**Brief**: How many of the lines below contain "HubResult"? Reply with only that figure.

(Collected data entries)
BEGIN
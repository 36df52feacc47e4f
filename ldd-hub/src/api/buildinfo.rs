//! Build information endpoint

use axum::response::Json;
use serde::Serialize;

/// Build identification captured by build.rs
#[derive(Debug, Serialize)]
pub struct BuildInfo {
    pub version: &'static str,
    pub git_hash: &'static str,
    pub build_timestamp: &'static str,
    pub build_profile: &'static str,
}

impl BuildInfo {
    pub fn current() -> Self {
        Self {
            version: env!("CARGO_PKG_VERSION"),
            git_hash: env!("GIT_HASH"),
            build_timestamp: env!("BUILD_TIMESTAMP"),
            build_profile: env!("BUILD_PROFILE"),
        }
    }
}

/// GET /api/buildinfo
pub async fn get_build_info() -> Json<BuildInfo> {
    Json(BuildInfo::current())
}
//! Per-day small/large split over the last 7 local days
//!
//! Day boundaries are midnights in the supplied zone, never UTC unless UTC
//! is the zone passed in. All 7 days are emitted, zero data or not.

use chrono::{DateTime, Duration, NaiveDate, NaiveTime, TimeZone, Utc};
use serde::Serialize;
use std::collections::BTreeMap;

use super::percentage;
use crate::model::{Reading, SizeCategory, SizeClass};

/// Number of calendar days covered, today included
pub const WEEKLY_DAYS: i64 = 7;

/// Weekly history response
#[derive(Debug, Clone, PartialEq, Serialize)]
pub struct WeeklyHistory {
    /// Local calendar days, ascending
    pub dates: Vec<NaiveDate>,
    pub small_percentages: Vec<f64>,
    pub large_percentages: Vec<f64>,
}

/// Days and the UTC instants bounding them
#[derive(Debug, Clone, PartialEq)]
pub struct WeeklyWindow {
    pub days: Vec<NaiveDate>,
    /// Local midnight starting the first day
    pub start: DateTime<Utc>,
    /// Local midnight after the last day
    pub end: DateTime<Utc>,
}

/// Calendar day of `timestamp` in `tz`
pub fn local_day<Tz: TimeZone>(timestamp: DateTime<Utc>, tz: &Tz) -> NaiveDate {
    timestamp.with_timezone(tz).date_naive()
}

/// Start of `date` in `tz`, as a UTC instant
///
/// Where midnight does not exist locally (a DST gap) the naive midnight is
/// read as UTC, which keeps the window monotone.
fn local_midnight<Tz: TimeZone>(date: NaiveDate, tz: &Tz) -> DateTime<Utc> {
    let naive = date.and_time(NaiveTime::MIN);
    tz.from_local_datetime(&naive)
        .earliest()
        .map(|local| local.with_timezone(&Utc))
        .unwrap_or_else(|| Utc.from_utc_datetime(&naive))
}

/// The 7 local days ending today
pub fn weekly_window<Tz: TimeZone>(now: DateTime<Utc>, tz: &Tz) -> WeeklyWindow {
    let today = local_day(now, tz);
    let days: Vec<NaiveDate> = (0..WEEKLY_DAYS)
        .rev()
        .map(|back| today - Duration::days(back))
        .collect();

    let start = local_midnight(days[0], tz);
    let end = local_midnight(today + Duration::days(1), tz);

    WeeklyWindow { days, start, end }
}

/// Build the small/large daily split from readings
///
/// Readings falling on days outside the window are ignored.
pub fn weekly_history<Tz: TimeZone>(readings: &[Reading], now: DateTime<Utc>, tz: &Tz) -> WeeklyHistory {
    let window = weekly_window(now, tz);

    // Labels are classified once per call, not once per reading
    let classes: BTreeMap<SizeCategory, SizeClass> = SizeCategory::ALL
        .into_iter()
        .map(|category| (category, category.class()))
        .collect();

    let mut per_day: BTreeMap<NaiveDate, (i128, i128)> =
        window.days.iter().map(|day| (*day, (0, 0))).collect();

    for reading in readings {
        let Some((small, large)) = per_day.get_mut(&local_day(reading.timestamp, tz)) else {
            continue;
        };
        match classes[&reading.size_category] {
            SizeClass::Small => *small += i128::from(reading.count),
            SizeClass::Large => *large += i128::from(reading.count),
        }
    }

    let mut history = WeeklyHistory {
        dates: Vec::with_capacity(per_day.len()),
        small_percentages: Vec::with_capacity(per_day.len()),
        large_percentages: Vec::with_capacity(per_day.len()),
    };
    for (day, (small, large)) in per_day {
        let total = small + large;
        history.dates.push(day);
        history.small_percentages.push(percentage(small, total));
        history.large_percentages.push(percentage(large, total));
    }
    history
}
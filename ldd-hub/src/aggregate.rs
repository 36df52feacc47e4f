//! Aggregation Engine
//!
//! Current totals per node and category, recomputed from the store on
//! every request.

use chrono::{DateTime, Utc};
use serde::Serialize;

use crate::db::{NodeTotals, ReadingStore};
use crate::error::HubResult;
use crate::model::SizeCategory;

/// Response of the totals view
#[derive(Debug, Clone, PartialEq, Serialize)]
pub struct TotalsView {
    pub totals: NodeTotals,
    pub last_updated: Option<DateTime<Utc>>,
}

/// Give every node an entry for every category, zero where nothing was counted
pub fn fill_categories(mut totals: NodeTotals) -> NodeTotals {
    for per_node in totals.values_mut() {
        for category in SizeCategory::ALL {
            per_node.entry(category).or_insert(0);
        }
    }
    totals
}

/// Read the store's current aggregate
pub async fn compute_totals(store: &dyn ReadingStore) -> HubResult<TotalsView> {
    let totals = fill_categories(store.grouped_totals().await?);
    let last_updated = store.last_update().await?;
    Ok(TotalsView {
        totals,
        last_updated,
    })
}

#[cfg(test)]
mod tests {
    use super::*;
    use std::collections::BTreeMap;

    #[test]
    fn test_fill_categories_adds_zeros() {
        let mut totals = NodeTotals::new();
        totals
            .entry("N1".to_string())
            .or_insert_with(BTreeMap::new)
            .insert(SizeCategory::Under30, 7);

        let filled = fill_categories(totals);
        let n1 = &filled["N1"];
        assert_eq!(n1.len(), SizeCategory::ALL.len());
        assert_eq!(n1[&SizeCategory::Under30], 7);
        assert_eq!(n1[&SizeCategory::Over150], 0);
    }

    #[test]
    fn test_fill_categories_keeps_empty_empty() {
        assert!(fill_categories(NodeTotals::new()).is_empty());
    }

    #[test]
    fn test_totals_serialize_with_category_labels() {
        let mut totals = NodeTotals::new();
        totals
            .entry("N1".to_string())
            .or_default()
            .insert(SizeCategory::From30To50, 4);
        let view = TotalsView {
            totals,
            last_updated: None,
        };

        let value = serde_json::to_value(&view).unwrap();
        assert_eq!(value["totals"]["N1"]["30-50mm"], 4);
        assert!(value["last_updated"].is_null());
    }
}
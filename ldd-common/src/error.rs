//! Common error types for LDD services

use thiserror::Error;

/// Common result type for LDD operations
pub type Result<T> = std::result::Result<T, Error>;

/// Common error types across LDD services
#[derive(Error, Debug)]
pub enum Error {
    /// Database operation error (wraps sqlx::Error)
    #[cfg(feature = "sqlx")]
    #[error("Database error: {0}")]
    Database(#[from] sqlx::Error),

    /// I/O operation error (wraps std::io::Error)
    #[error("IO error: {0}")]
    Io(#[from] std::io::Error),

    /// Configuration loading or validation error
    #[error("Configuration error: {0}")]
    Config(String),
}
END
**Problem solution**: 2